Your boat dock is more than a place to park your boat when it’s time to return to shore. Docks give you a place to stand and walk down to your boat, but they’re also outdoor entertainment spaces and places where people spend time that’s not on boats or in the water itself. In order to handle everything that your dock needs to support, you need to think about your decking needs.
Choosing your dock decking options and materials from all the options out there will likely come down to your budget, dock plans, maintenance preferences, and personal aesthetics. For many dock owners, the choice comes down to two materials: wood or aluminum. We put these materials side by side and compared them to the four criteria you’re probably keeping in mind when it’s time to build a new dock or update an old one.
Your Dock Budget
Decking materials are often between 25% and 50% of a total dock budget. The decking costs don’t just end at the materials, though. Consider how much money you’ll have left to invest in your waterfront once you get everything set up. While a cheaper option might be good for your wallet now, it will cost more in time and maintenance later. While wooden dock decking can vary in price depending on the type of wood, it all requires annual maintenance. On the other hand, aluminum decking costs more upfront but won’t require as much fixing up years from now.
Dock Plans and Layout
What do you plan on doing on your dock? Some people just need a place to access their boat or personal watercraft, others just want a quiet slice of the lake to retreat to, and others want a sizable outdoor entertaining space. You’ll also need to think about your area when you consider your dock layout plans. If you get a lot of wintertime ice and snow, you’ll need to be able to easily get your dock out of the water for storage. Natural wood decking can feel nice on bare feet, especially when it absorbs the sun’s rays on a cool but sunny day, although it can be heavy to move and is more susceptible to the elements. Aluminum decking is lighter and easy to move, durable even in harsh weather, and tends to stay cooler in the sun.

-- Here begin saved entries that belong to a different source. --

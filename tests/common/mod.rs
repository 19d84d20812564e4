// SPDX-License-Identifier: MIT
// Copyright 2026 Roland Dreier <roland@rolandd.dev>

//! Shared test fixtures: an in-process mock backend plus client wiring.
//!
//! The mock backend is a real HTTP server on a loopback port speaking
//! the same JSON the NeuroVerse API does, so the client's transport,
//! auth header, and refresh behavior are exercised end to end.

use std::collections::{HashMap, HashSet};
use std::sync::atomic::{AtomicBool, AtomicUsize, Ordering};
use std::sync::{Arc, Mutex};

use axum::extract::{Multipart, Query, State};
use axum::http::{HeaderMap, StatusCode};
use axum::response::{IntoResponse, Response};
use axum::routing::{get, post};
use axum::{Json, Router};
use serde_json::{json, Value};

use neuroverse_client::config::Config;
use neuroverse_client::services::ApiClient;
use neuroverse_client::session::{Session, SharedSession};
use neuroverse_client::store::MemoryTokenStore;

/// Credentials the mock backend accepts.
#[allow(dead_code)]
pub const TEST_EMAIL: &str = "user@example.com";
#[allow(dead_code)]
pub const TEST_PASSWORD: &str = "Passw0rd1";
#[allow(dead_code)]
pub const TEST_OTP: &str = "123456";

/// Observable state of the mock backend.
pub struct BackendState {
    /// Access tokens currently accepted on authenticated routes.
    pub valid_tokens: Mutex<HashSet<String>>,
    /// Whether the refresh endpoint succeeds.
    pub refresh_ok: AtomicBool,
    pub refresh_calls: AtomicUsize,
    pub logout_calls: AtomicUsize,
    pub last_profile_update: Mutex<Option<Value>>,
    pub last_reset_query: Mutex<Option<HashMap<String, String>>>,
    /// (part name, file name, byte count) of the last upload.
    pub last_upload: Mutex<Option<(String, String, usize)>>,
    pub last_wellness_body: Mutex<Option<Value>>,
    pub last_sessions_query: Mutex<Option<HashMap<String, String>>>,
}

impl BackendState {
    fn new() -> Self {
        Self {
            valid_tokens: Mutex::new(HashSet::new()),
            refresh_ok: AtomicBool::new(true),
            refresh_calls: AtomicUsize::new(0),
            logout_calls: AtomicUsize::new(0),
            last_profile_update: Mutex::new(None),
            last_reset_query: Mutex::new(None),
            last_upload: Mutex::new(None),
            last_wellness_body: Mutex::new(None),
            last_sessions_query: Mutex::new(None),
        }
    }

    /// Invalidate an access token, simulating expiry server-side.
    #[allow(dead_code)]
    pub fn expire_token(&self, token: &str) {
        self.valid_tokens.lock().unwrap().remove(token);
    }
}

/// A running mock backend.
pub struct MockBackend {
    pub base_url: String,
    pub state: Arc<BackendState>,
}

/// Start the mock backend on a random loopback port.
#[allow(dead_code)]
pub async fn spawn_backend() -> MockBackend {
    let state = Arc::new(BackendState::new());
    let app = router(state.clone());

    let listener = tokio::net::TcpListener::bind("127.0.0.1:0")
        .await
        .expect("bind mock backend");
    let addr = listener.local_addr().expect("local addr");

    tokio::spawn(async move {
        axum::serve(listener, app).await.expect("mock backend");
    });

    MockBackend {
        base_url: format!("http://{}", addr),
        state,
    }
}

/// Wire a client with an isolated in-memory session.
#[allow(dead_code)]
pub fn test_client(base_url: &str) -> (ApiClient, SharedSession, Arc<MemoryTokenStore>) {
    let store = Arc::new(MemoryTokenStore::new());
    let session = Session::new(store.clone());
    let config = Config {
        base_url: base_url.to_string(),
        ..Config::default()
    };
    let api = ApiClient::new(&config, session.clone()).expect("client");
    (api, session, store)
}

fn router(state: Arc<BackendState>) -> Router {
    Router::new()
        .route("/health", get(health))
        .route("/api/v1/auth/register", post(register))
        .route("/api/v1/auth/login", post(login))
        .route("/api/v1/auth/verify-otp", post(verify_otp))
        .route("/api/v1/auth/refresh", post(refresh))
        .route("/api/v1/auth/logout", post(logout))
        .route("/api/v1/auth/reset-password", post(reset_password))
        .route("/api/v1/users/me", get(me).patch(update_me))
        .route("/api/v1/users/profile-image", post(upload_image))
        .route("/api/v1/wellness/data", post(create_wellness))
        .route("/api/v1/tests/", post(create_session).get(list_sessions))
        .with_state(state)
}

fn bearer(headers: &HeaderMap) -> Option<String> {
    headers
        .get("authorization")?
        .to_str()
        .ok()?
        .strip_prefix("Bearer ")
        .map(String::from)
}

fn unauthorized() -> Response {
    (
        StatusCode::UNAUTHORIZED,
        Json(json!({"detail": "Could not validate credentials"})),
    )
        .into_response()
}

fn profile_json() -> Value {
    json!({
        "id": 1,
        "email": TEST_EMAIL,
        "first_name": "Pat",
        "last_name": "Doe",
        "phone": null,
        "date_of_birth": null,
        "gender": null,
        "profile_image_path": null,
        "is_verified": true,
        "ad_risk_score": 12.5,
        "pd_risk_score": 8.0,
        "cognitive_score": 61.0,
        "speech_score": 55.0,
        "motor_score": 70.0,
        "gait_score": 0.0,
        "facial_score": 0.0,
        "ad_stage": null,
        "pd_stage": null,
        "created_at": null
    })
}

fn login_json(access: &str, refresh: &str) -> Value {
    json!({
        "access_token": access,
        "refresh_token": refresh,
        "token_type": "bearer",
        "user": profile_json()
    })
}

async fn health() -> Json<Value> {
    Json(json!({"status": "healthy"}))
}

async fn register(Json(_body): Json<Value>) -> Response {
    (
        StatusCode::CREATED,
        Json(json!({"message": "Registration successful. OTP sent", "success": true})),
    )
        .into_response()
}

async fn login(State(state): State<Arc<BackendState>>, Json(body): Json<Value>) -> Response {
    if body["email"] == TEST_EMAIL && body["password"] == TEST_PASSWORD {
        state
            .valid_tokens
            .lock()
            .unwrap()
            .insert("access-1".to_string());
        Json(login_json("access-1", "refresh-1")).into_response()
    } else {
        (
            StatusCode::UNAUTHORIZED,
            Json(json!({"detail": "Incorrect email or password"})),
        )
            .into_response()
    }
}

async fn verify_otp(State(state): State<Arc<BackendState>>, Json(body): Json<Value>) -> Response {
    if body["otp"] == TEST_OTP {
        state
            .valid_tokens
            .lock()
            .unwrap()
            .insert("access-1".to_string());
        Json(login_json("access-1", "refresh-1")).into_response()
    } else {
        (
            StatusCode::BAD_REQUEST,
            Json(json!({"detail": "Invalid OTP"})),
        )
            .into_response()
    }
}

async fn refresh(State(state): State<Arc<BackendState>>, Json(body): Json<Value>) -> Response {
    state.refresh_calls.fetch_add(1, Ordering::SeqCst);

    if state.refresh_ok.load(Ordering::SeqCst) && body["refresh_token"] == "refresh-1" {
        state
            .valid_tokens
            .lock()
            .unwrap()
            .insert("access-2".to_string());
        Json(json!({
            "access_token": "access-2",
            "refresh_token": "refresh-2",
            "token_type": "bearer"
        }))
        .into_response()
    } else {
        (
            StatusCode::UNAUTHORIZED,
            Json(json!({"detail": "Invalid refresh token"})),
        )
            .into_response()
    }
}

async fn logout(State(state): State<Arc<BackendState>>) -> Json<Value> {
    state.logout_calls.fetch_add(1, Ordering::SeqCst);
    Json(json!({"message": "Logged out successfully", "success": true}))
}

async fn reset_password(
    State(state): State<Arc<BackendState>>,
    Query(query): Query<HashMap<String, String>>,
) -> Json<Value> {
    *state.last_reset_query.lock().unwrap() = Some(query);
    Json(json!({"message": "Password reset successful", "success": true}))
}

async fn me(State(state): State<Arc<BackendState>>, headers: HeaderMap) -> Response {
    match bearer(&headers) {
        Some(t) if state.valid_tokens.lock().unwrap().contains(&t) => {
            Json(profile_json()).into_response()
        }
        _ => unauthorized(),
    }
}

async fn update_me(
    State(state): State<Arc<BackendState>>,
    headers: HeaderMap,
    Json(body): Json<Value>,
) -> Response {
    match bearer(&headers) {
        Some(t) if state.valid_tokens.lock().unwrap().contains(&t) => {
            *state.last_profile_update.lock().unwrap() = Some(body);
            Json(profile_json()).into_response()
        }
        _ => unauthorized(),
    }
}

async fn upload_image(
    State(state): State<Arc<BackendState>>,
    headers: HeaderMap,
    mut multipart: Multipart,
) -> Response {
    match bearer(&headers) {
        Some(t) if state.valid_tokens.lock().unwrap().contains(&t) => {}
        _ => return unauthorized(),
    }

    while let Some(field) = multipart.next_field().await.expect("multipart field") {
        let name = field.name().unwrap_or_default().to_string();
        let file_name = field.file_name().unwrap_or_default().to_string();
        let bytes = field.bytes().await.expect("field bytes");
        *state.last_upload.lock().unwrap() = Some((name, file_name, bytes.len()));
    }

    Json(profile_json()).into_response()
}

async fn create_wellness(
    State(state): State<Arc<BackendState>>,
    headers: HeaderMap,
    Json(body): Json<Value>,
) -> Response {
    match bearer(&headers) {
        Some(t) if state.valid_tokens.lock().unwrap().contains(&t) => {}
        _ => return unauthorized(),
    }

    *state.last_wellness_body.lock().unwrap() = Some(body.clone());

    // Echo the entry back with ids attached, like the real backend.
    let mut entry = body;
    entry["id"] = json!(1);
    entry["user_id"] = json!(1);
    (StatusCode::CREATED, Json(entry)).into_response()
}

async fn create_session(
    State(state): State<Arc<BackendState>>,
    headers: HeaderMap,
    Json(body): Json<Value>,
) -> Response {
    match bearer(&headers) {
        Some(t) if state.valid_tokens.lock().unwrap().contains(&t) => {}
        _ => return unauthorized(),
    }

    (
        StatusCode::CREATED,
        Json(json!({
            "id": 7,
            "user_id": 1,
            "category": body["category"],
            "status": "created",
            "started_at": null,
            "completed_at": null,
            "created_at": null,
            "items_count": 0
        })),
    )
        .into_response()
}

async fn list_sessions(
    State(state): State<Arc<BackendState>>,
    headers: HeaderMap,
    Query(query): Query<HashMap<String, String>>,
) -> Response {
    match bearer(&headers) {
        Some(t) if state.valid_tokens.lock().unwrap().contains(&t) => {}
        _ => return unauthorized(),
    }

    *state.last_sessions_query.lock().unwrap() = Some(query);
    Json(json!({"sessions": [], "total": 0, "page": 1, "page_size": 20})).into_response()
}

Wood decking requires more maintenance than aluminum decking, full stop. While wood decking generally contains natural oils and tannins to protect it from insects and decay, you’ll still need to power wash it annually and finish or stain it every three to four years. You’ll need to watch the boards for warping, decaying, rotting, or twisting over time. Aluminum dock decking is more expensive but requires little to no maintenance once it’s set up to keep it looking great and performing well.

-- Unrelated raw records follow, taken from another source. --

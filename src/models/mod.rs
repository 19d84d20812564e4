//! Request/response models for the NeuroVerse API.

pub mod auth;
pub mod feedback;
pub mod report;
pub mod test_session;
pub mod user;
pub mod wellness;

pub use auth::{
    ForgotPasswordRequest, LoginRequest, LoginResponse, MessageResponse, RefreshRequest,
    RegisterRequest, ResendOtpRequest, TokenPair, VerifyOtpRequest,
};
pub use feedback::{Feedback, FeedbackCategory, FeedbackCreate, FeedbackList, FeedbackSubmitted};
pub use report::{Report, ReportCreate, ReportList, ReportType};
pub use test_session::{
    SessionStatus, TestCategory, TestItem, TestItemCreate, TestSession, TestSessionCreate,
    TestSessionList,
};
pub use user::{ProfileUpdate, UserProfile};
pub use wellness::{
    Mood, SleepQuality, WellnessEntry, WellnessEntryCreate, WellnessEntryUpdate, WellnessHistory,
};
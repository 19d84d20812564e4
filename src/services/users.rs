// SPDX-License-Identifier: MIT
// Copyright 2026 Roland Dreier <roland@rolandd.dev>

//! User profile endpoints.

use reqwest::multipart::{Form, Part};
use reqwest::Method;

use crate::error::{ApiError, Result};
use crate::models::{ProfileUpdate, UserProfile};
use crate::services::ApiClient;

impl ApiClient {
    /// Get the authenticated user's profile.
    pub async fn current_user(&self) -> Result<UserProfile> {
        let req = self.authed_request(Method::GET, "/api/v1/users/me");
        self.send_json(req, true).await
    }

    /// Partially update the profile. Unset fields are left untouched.
    pub async fn update_profile(&self, update: &ProfileUpdate) -> Result<UserProfile> {
        let req = self
            .authed_request(Method::PATCH, "/api/v1/users/me")
            .json(update);
        self.send_json(req, true).await
    }

    /// Upload a profile image as a single multipart `file` part.
    ///
    /// The backend accepts JPEG, PNG, and WebP up to 10 MB and responds
    /// with the updated profile.
    pub async fn upload_profile_image(
        &self,
        filename: &str,
        content_type: &str,
        bytes: Vec<u8>,
    ) -> Result<UserProfile> {
        let part = Part::bytes(bytes)
            .file_name(filename.to_string())
            .mime_str(content_type)
            .map_err(|e| ApiError::Validation(format!("invalid content type: {}", e)))?;
        let form = Form::new().part("file", part);

        let req = self
            .authed_request(Method::POST, "/api/v1/users/profile-image")
            .multipart(form);
        self.send_json(req, true).await
    }
}
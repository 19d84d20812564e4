// SPDX-License-Identifier: MIT
// Copyright 2026 Roland Dreier <roland@rolandd.dev>

//! NeuroVerse client core: session management and assessment flows.
//!
//! This crate provides the non-visual core of the NeuroVerse app — the
//! authenticated HTTP client for the backend API and the timed
//! story-recall assessment state machine. Screens own rendering and
//! navigation; everything stateful lives here.

pub mod assessment;
pub mod config;
pub mod error;
pub mod models;
pub mod services;
pub mod session;
pub mod store;

use std::sync::Arc;

use config::Config;
use services::ApiClient;
use session::{Session, SharedSession};
use store::FileTokenStore;
use tracing_subscriber::{layer::SubscriberExt, util::SubscriberInitExt};

/// Shared application core wired once at startup.
pub struct AppCore {
    pub config: Config,
    pub session: SharedSession,
    pub api: ApiClient,
}

impl AppCore {
    /// Wire the token store, session, and API client from a config,
    /// restoring any persisted session.
    pub async fn init(config: Config) -> error::Result<Self> {
        let store = Arc::new(FileTokenStore::new(config.token_store_path.clone()));
        let session = Session::new(store);
        session.init().await?;

        let api = ApiClient::new(&config, session.clone())?;
        tracing::info!(
            base_url = %config.base_url,
            logged_in = session.is_logged_in(),
            "Client core initialized"
        );

        Ok(Self {
            config,
            session,
            api,
        })
    }
}

/// Initialize structured logging for the host app.
pub fn init_logging() {
    tracing_subscriber::registry()
        .with(
            tracing_subscriber::EnvFilter::from_default_env()
                .add_directive("neuroverse_client=debug".parse().unwrap())
                .add_directive("info".parse().unwrap()),
        )
        .with(tracing_subscriber::fmt::layer())
        .init();
}
//! Client configuration loaded from environment variables.
//!
//! The base URL and timeouts are read once at startup; screens share a
//! single `Config` for the lifetime of the process.

use std::env;
use std::path::PathBuf;
use std::time::Duration;

/// Default request timeout in seconds.
const DEFAULT_TIMEOUT_SECS: u64 = 30;

/// Client configuration, loaded once at startup.
#[derive(Debug, Clone)]
pub struct Config {
    /// Base URL of the NeuroVerse backend (no trailing slash)
    pub base_url: String,
    /// Per-request timeout
    pub request_timeout: Duration,
    /// Where the session token file lives
    pub token_store_path: PathBuf,
}

impl Default for Config {
    /// Default config for testing only.
    fn default() -> Self {
        Self {
            base_url: "http://127.0.0.1:8000".to_string(),
            request_timeout: Duration::from_secs(DEFAULT_TIMEOUT_SECS),
            token_store_path: PathBuf::from("session.json"),
        }
    }
}

impl Config {
    /// Load configuration from environment variables.
    ///
    /// `NEUROVERSE_API_URL` is required; timeout and token path fall back
    /// to sensible defaults.
    pub fn from_env() -> Result<Self, ConfigError> {
        dotenvy::dotenv().ok(); // Load .env file if present

        let base_url = env::var("NEUROVERSE_API_URL")
            .map_err(|_| ConfigError::Missing("NEUROVERSE_API_URL"))?
            .trim_end_matches('/')
            .to_string();

        let request_timeout = env::var("NEUROVERSE_TIMEOUT_SECS")
            .ok()
            .and_then(|v| v.parse().ok())
            .map(Duration::from_secs)
            .unwrap_or(Duration::from_secs(DEFAULT_TIMEOUT_SECS));

        let token_store_path = env::var("NEUROVERSE_TOKEN_PATH")
            .map(PathBuf::from)
            .unwrap_or_else(|_| default_token_path());

        Ok(Self {
            base_url,
            request_timeout,
            token_store_path,
        })
    }
}

/// Default location for the persisted session tokens.
fn default_token_path() -> PathBuf {
    dirs::data_dir()
        .unwrap_or_else(|| PathBuf::from("."))
        .join("neuroverse")
        .join("session.json")
}

/// Configuration errors
#[derive(Debug, thiserror::Error)]
pub enum ConfigError {
    #[error("Missing required environment variable: {0}")]
    Missing(&'static str),
}

#[cfg(test)]
mod tests {
    use super::*;

    #[test]
    fn test_config_from_env() {
        env::set_var("NEUROVERSE_API_URL", "https://api.neuroverse.example/");
        env::remove_var("NEUROVERSE_TIMEOUT_SECS");

        let config = Config::from_env().expect("Config should load");

        // Trailing slash is stripped so path joining stays predictable
        assert_eq!(config.base_url, "https://api.neuroverse.example");
        assert_eq!(config.request_timeout, Duration::from_secs(30));
    }
}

There’s something to be said for the traditionally classic and attractive look of natural wood dock decking, even if it requires a lot of work to stay that way. Wooden decking is a good option if you’re into ambitious DIY projects. However, aluminum decking has won over some traditionalists with its low-maintenance care. Aluminum won’t rot, twist, or warp and only requires occasional cleaning. It’s also available in a variety of beautiful colors and styles—there’s even woodgrain painted aluminum for the best of both worlds.